## Work request
Using the data below, output the first line and every line after it up to and including the line containing "pub use http::HttpServer;", exactly as written and with nothing added.

━━━━━ Data

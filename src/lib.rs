//! HTTP Piping Server Library
//!
//! Streams an arbitrary byte sequence from one HTTP client to another,
//! matched by a shared path under `/p/`. The sender's request body becomes
//! the receiver's response body with no server-side buffering.

pub mod assets;
pub mod config;
pub mod http;
pub mod lifecycle;
pub mod net;
pub mod observability;
pub mod pipe;

pub use config::ServerConfig;
pub use http::HttpServer;
pub use lifecycle::Shutdown;
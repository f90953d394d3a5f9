//! Configuration loading from disk.

use std::fs;
use std::path::Path;

use thiserror::Error;

use crate::config::schema::ServerConfig;
use crate::config::validation::{validate_config, ValidationError};

/// Error type for configuration loading.
#[derive(Debug, Error)]
pub enum ConfigError {
    #[error("IO error: {0}")]
    Io(#[from] std::io::Error),

    #[error("Parse error: {0}")]
    Parse(#[from] toml::de::Error),

    #[error("Validation failed: {}", format_errors(.0))]
    Validation(Vec<ValidationError>),
}

fn format_errors(errors: &[ValidationError]) -> String {
    errors
        .iter()
        .map(ToString::to_string)
        .collect::<Vec<_>>()
        .join(", ")
}

/// Load and validate configuration from a TOML file.
pub fn load_config(path: &Path) -> Result<ServerConfig, ConfigError> {
    let content = fs::read_to_string(path)?;
    let config: ServerConfig = toml::from_str(&content)?;

    validate_config(&config).map_err(ConfigError::Validation)?;

    Ok(config)
}

#[cfg(test)]
mod tests {
    use super::*;

    #[test]
    fn minimal_config_parses_with_defaults() {
        let config: ServerConfig = toml::from_str("").unwrap();
        assert_eq!(config.listener.bind_address, "0.0.0.0:8080");
        assert!(config.listener.https.is_none());
        assert!(config.assets.static_dir.is_none());
        assert_eq!(config.observability.log_level, "info");
    }

    #[test]
    fn listener_section_overrides_defaults() {
        let config: ServerConfig = toml::from_str(
            r#"
            [listener]
            bind_address = "127.0.0.1:9999"

            [observability]
            log_level = "debug"
            "#,
        )
        .unwrap();
        assert_eq!(config.listener.bind_address, "127.0.0.1:9999");
        assert_eq!(config.observability.log_level, "debug");
    }
}
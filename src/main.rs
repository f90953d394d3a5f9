//! HTTP Piping Server
//!
//! Streams data between two HTTP clients matched by a shared path.
//!
//! # Architecture Overview
//!
//! ```text
//!                    ┌───────────────────────────────────────────────┐
//!                    │                PIPING SERVER                  │
//!                    │                                               │
//!   Sender           │  ┌─────────┐   ┌──────────┐   ┌────────────┐ │
//!   POST /p/<id> ────┼─▶│  http   │──▶│ handler  │──▶│   pipe     │ │
//!                    │  │ server  │   │ dispatch │   │ registry + │ │
//!   Receiver         │  └─────────┘   └────┬─────┘   │ rendezvous │ │
//!   GET  /p/<id> ◀───┼────────────────────┐│         └─────┬──────┘ │
//!                    │                    ▼▼               ▼        │
//!                    │              ┌──────────┐   ┌─────────────┐  │
//!                    │              │  assets  │   │  transfer   │  │
//!                    │              │ (non-/p/)│   │ header+copy │  │
//!                    │              └──────────┘   └─────────────┘  │
//!                    │                                              │
//!                    │  cross-cutting: config · observability ·     │
//!                    │                 lifecycle · net/tls          │
//!                    └──────────────────────────────────────────────┘
//! ```

use std::path::PathBuf;

use clap::Parser;
use tokio::net::TcpListener;

use piping_server::config::{self, ServerConfig};
use piping_server::lifecycle::{signals, Shutdown};
use piping_server::{net, observability, HttpServer};

/// Stream data between two HTTP clients matched by a shared path.
#[derive(Parser)]
#[command(name = "piping-server", version)]
struct Args {
    /// Path to a TOML configuration file.
    #[arg(long)]
    config: Option<PathBuf>,

    /// Override the HTTP bind address (e.g., "0.0.0.0:8080").
    #[arg(long)]
    bind: Option<String>,

    /// Serve static assets from this directory instead of the bundled page.
    #[arg(long)]
    static_dir: Option<PathBuf>,
}

#[tokio::main]
async fn main() -> Result<(), Box<dyn std::error::Error>> {
    let args = Args::parse();

    let mut config = match &args.config {
        Some(path) => config::load_config(path)?,
        None => ServerConfig::default(),
    };
    if let Some(bind) = args.bind {
        config.listener.bind_address = bind;
    }
    if let Some(static_dir) = args.static_dir {
        config.assets.static_dir = Some(static_dir);
    }

    observability::logging::init(&config.observability.log_level);

    tracing::info!(
        bind_address = %config.listener.bind_address,
        https = config.listener.https.is_some(),
        "piping-server v0.1.0 starting"
    );

    let shutdown = Shutdown::new();
    signals::spawn_handler(shutdown.clone());

    let server = HttpServer::new(config.clone());

    // The HTTPS listener shares the router, and through it the registry:
    // a sender on one listener meets a receiver on the other.
    if let Some(https) = &config.listener.https {
        let tls = net::tls::load_tls_config(https).await?;
        let addr: std::net::SocketAddr = https.bind_address.parse()?;
        let router = server.router();

        tracing::info!(address = %addr, "HTTPS server starting");
        tokio::spawn(async move {
            if let Err(error) = axum_server::bind_rustls(addr, tls)
                .serve(router.into_make_service())
                .await
            {
                tracing::error!(error = %error, "HTTPS server failed");
            }
        });
    }

    let listener = TcpListener::bind(&config.listener.bind_address).await?;
    server.run(listener, shutdown.subscribe()).await?;

    tracing::info!("Shutdown complete");
    Ok(())
}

━━━━━━━━━━

## Response to this task
filename src/lib.rs
//! HTTP Piping Server Library
//!
//! Streams an arbitrary byte sequence from one HTTP client to another,
//! matched by a shared path under `/p/`. The sender's request body becomes
//! the receiver's response body with no server-side buffering.

pub mod assets;
pub mod config;
pub mod http;
pub mod lifecycle;
pub mod net;
pub mod observability;
pub mod pipe;

pub use config::ServerConfig;
pub use http::HttpServer;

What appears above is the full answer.